Unity uses a string matching algorithm for speech recognition

This reprint draws on the code written by a big guy in our lab who wrote a game based on speech recognition.

After realizing the conversion of audio files into strings with Baidu Voice API, we started to develop specific functions for characteristic characters. But here are some problems first.

1. You can't expect every translation to be so accurate, or in other words, word for word.

2. Colloquial expressions often make a lot of sentences actually mean one thing.

      So it is not difficult for us to find the fact that if speech recognition is to be used, it is best not to map this correspondence one by one. For example, if I only recognize that the player said "attack", then let our game object If the corresponding operation is made, then the problem comes, what if the player actually said "attack", or a more colloquial expression, or said attack but was identified as "rooster", what should we do? Woolen cloth? Shouldn't this be done? This obviously doesn't work.

     So there are two ideas: establish an equivalence table, which is a many-to-one mapping table, multiple inputs can achieve the same output, and secondly, for a string, only the character similarity needs to reach a certain degree. are considered to be the same sentence.

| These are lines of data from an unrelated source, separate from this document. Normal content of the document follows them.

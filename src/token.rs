use std::fmt;

#[allow(non_camel_case_types)]
#[derive(Debug, Clone)]
pub enum TokenType {
    // Single-character tokens.
    LEFT_PAREN,
    RIGHT_PAREN,
    LEFT_BRACE,
    RIGHT_BRACE,
    COMMA,
    DOT,
    MINUS,
    PLUS,
    SEMICOLON,
    SLASH,
    STAR,

    // One or two character tokens.
    BANG,
    BANG_EQUAL,
    EQUAL,
    EQUAL_EQUAL,
    GREATER,
    GREATER_EQUAL,
    LESS,
    LESS_EQUAL,

    // Literals.
    IDENTIFIER,
    STRING(String),
    NUMBER(f64),

    // Keywords.
    AND,
    CLASS,
    ELSE,
    FALSE,
    FUN,
    FOR,
    IF,
    NIL,
    OR,
    PRINT,
    RETURN,
    SUPER,
    THIS,
    TRUE,
    VAR,
    WHILE,

    // Special Characters
    EOF,
}

// Literal payloads are ignored so the parser can match kinds with dummy
// values.
impl PartialEq for TokenType {
    fn eq(&self, other: &Self) -> bool {
        match (self, other) {
            (TokenType::NUMBER(_), TokenType::NUMBER(_)) => true,
            (TokenType::STRING(_), TokenType::STRING(_)) => true,
            (TokenType::LEFT_PAREN, TokenType::LEFT_PAREN)
            | (TokenType::RIGHT_PAREN, TokenType::RIGHT_PAREN)
            | (TokenType::LEFT_BRACE, TokenType::LEFT_BRACE)
            | (TokenType::RIGHT_BRACE, TokenType::RIGHT_BRACE)
            | (TokenType::COMMA, TokenType::COMMA)
            | (TokenType::DOT, TokenType::DOT)
            | (TokenType::MINUS, TokenType::MINUS)
            | (TokenType::PLUS, TokenType::PLUS)
            | (TokenType::SEMICOLON, TokenType::SEMICOLON)
            | (TokenType::SLASH, TokenType::SLASH)
            | (TokenType::STAR, TokenType::STAR)
            | (TokenType::BANG, TokenType::BANG)
            | (TokenType::BANG_EQUAL, TokenType::BANG_EQUAL)
            | (TokenType::EQUAL, TokenType::EQUAL)
            | (TokenType::EQUAL_EQUAL, TokenType::EQUAL_EQUAL)
            | (TokenType::GREATER, TokenType::GREATER)
            | (TokenType::GREATER_EQUAL, TokenType::GREATER_EQUAL)
            | (TokenType::LESS, TokenType::LESS)
            | (TokenType::LESS_EQUAL, TokenType::LESS_EQUAL)
            | (TokenType::IDENTIFIER, TokenType::IDENTIFIER)
            | (TokenType::AND, TokenType::AND)
            | (TokenType::CLASS, TokenType::CLASS)
            | (TokenType::ELSE, TokenType::ELSE)
            | (TokenType::FALSE, TokenType::FALSE)
            | (TokenType::FUN, TokenType::FUN)
            | (TokenType::FOR, TokenType::FOR)
            | (TokenType::IF, TokenType::IF)
            | (TokenType::NIL, TokenType::NIL)
            | (TokenType::OR, TokenType::OR)
            | (TokenType::PRINT, TokenType::PRINT)
            | (TokenType::RETURN, TokenType::RETURN)
            | (TokenType::SUPER, TokenType::SUPER)
            | (TokenType::THIS, TokenType::THIS)
            | (TokenType::TRUE, TokenType::TRUE)
            | (TokenType::VAR, TokenType::VAR)
            | (TokenType::WHILE, TokenType::WHILE)
            | (TokenType::EOF, TokenType::EOF) => true,
            _ => false,
        }
    }
}

#[derive(Debug, Clone)]
pub struct Token {
    pub token_type: TokenType,
    pub lexeme: String,
    pub line: usize,
}

impl Token {
    pub fn new(token_type: TokenType, lexeme: String, line: usize) -> Self {
        Self {
            token_type,
            lexeme,
            line,
        }
    }
}

impl fmt::Display for Token {
    fn fmt(&self, f: &mut fmt::Formatter<'_>) -> fmt::Result {
        let literal: String = match &self.token_type {
            TokenType::STRING(literal) => literal.clone(),

            TokenType::NUMBER(num_literal) => {
                if num_literal.fract() == 0.0 {
                    format!("{:.1}", num_literal)
                } else {
                    format!("{}", num_literal)
                }
            }

            _ => "null".to_string(),
        };

        let tmp: String = format!("{:?}", self.token_type);
        let type_name: &str = tmp.split('(').next().unwrap_or(&tmp);

        write!(f, "{} {} {}", type_name, self.lexeme, literal)
    }
}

    With the idea, you will soon be able to create a small system for string pairing. The following is the code:

using UnityEngine;  
using System.Collections;  
using System.Collections.Generic;  
  
namespace STRINGTOINSTRUCT  
{  
    public class stringsystem  
    {  
        public float EndureWrongRate;  
        public int MAX_INSTRUCT_COUNT;  
        public int MAX_DEPENCE_COUNT;  
        private int Temp_Instruct_Count;  
        private int Temp_Depence_Count;  
        private int[] InstructTable;  
        private string[] Find_Table_String;  
        private int[] Find_Table_Instruct;  
        public stringsystem()  
        {  
            EndureWrongRate = 0.5f;  
            MAX_INSTRUCT_COUNT = 15;  
            MAX_DEPENCE_COUNT = 1000;  
            Temp_Instruct_Count = 0;  
            Temp_Depence_Count = 0;  
            InstructTable = new int[MAX_INSTRUCT_COUNT];  
            Find_Table_String=new string[MAX_DEPENCE_COUNT];  
            Find_Table_Instruct = new int[MAX_DEPENCE_COUNT];  
        }  
        public int Find(string s,ref float pairrate)  
        {  
            float Temp_Max_PairRate=0;  
            int index=0;  
            for(int i=0;i<Temp_Depence_Count;i++)  
            {  
                float temp_pair=Pair(Find_Table_String[i],s);  
                if(temp_pair>Temp_Max_PairRate)  
                {  
                    Temp_Max_PairRate = temp_pair;  
                    index = i;  
                }  
            }  
            if (Temp_Max_PairRate >= EndureWrongRate)  
            {  
                pairrate = Temp_Max_PairRate;  
                return Find_Table_Instruct [index];  
            }  
            else  
            {  
                pairrate = Temp_Max_PairRate;  
                return -1;    
            }  
        }  
        public int InsertInstruct()  
        {  
            int instructcode = Random.Range (0,10000000);  
            InstructTable [Temp_Instruct_Count] = instructcode;  
            Temp_Instruct_Count++;  
            return instructcode;  
        }  
        public void Insert_Index(int instruct,string word)  
        {  
            Find_Table_Instruct [Temp_Depence_Count] = instruct;  
            Find_Table_String [Temp_Depence_Count] = word;  
            Temp_Depence_Count++;  
        }  
        private float Pair(string str1,string str2)  
        {  
            int len1 = str1.Length;  
            int len2 = str2.Length;  
            int[,] dif = new int[len1+1, len2+1];  
            for(int i=0;i<len1+1;i++)  
            {  
                dif [i, 0] = i;  
            }  
            for(int i=0;i<len2+1;i++)  
            {  
                dif [0, i] = i;  
            }  
            int temp;  
            for(int i=1;i<len1+1;i++)  
            {  
                for(int j=1;j<len2+1;j++)  
                {  
                    if (str1 [i-1] == str2 [j-1])   
                    {  
                        temp = 0;  
                    }  
                    else  
                    {  
                        temp = 1;  
                    }  
                    dif [i, j] = min (dif[i-1,j-1]+temp,dif[i,j-1]+1,dif[i-1,j]+1);  
                }  
            }  
            float similarity = 1 - (float)dif [len1, len2]/Mathf.Max(str1.Length,str2.Length);  
            return similarity;  
        }  
        private static int min(params int [] arr)  
        {  
            int min = int.MaxValue;  
            foreach(int ar in arr)  
            {  
                if (ar < min)   
                {  
                    min = ar;  
                }  
            }  
            return min;  
        }  
    }     
};  
Mainly talk about the pair method:

It is essentially the similarity calculated by calculating the ratio of how many different characters there are to the total number of characters.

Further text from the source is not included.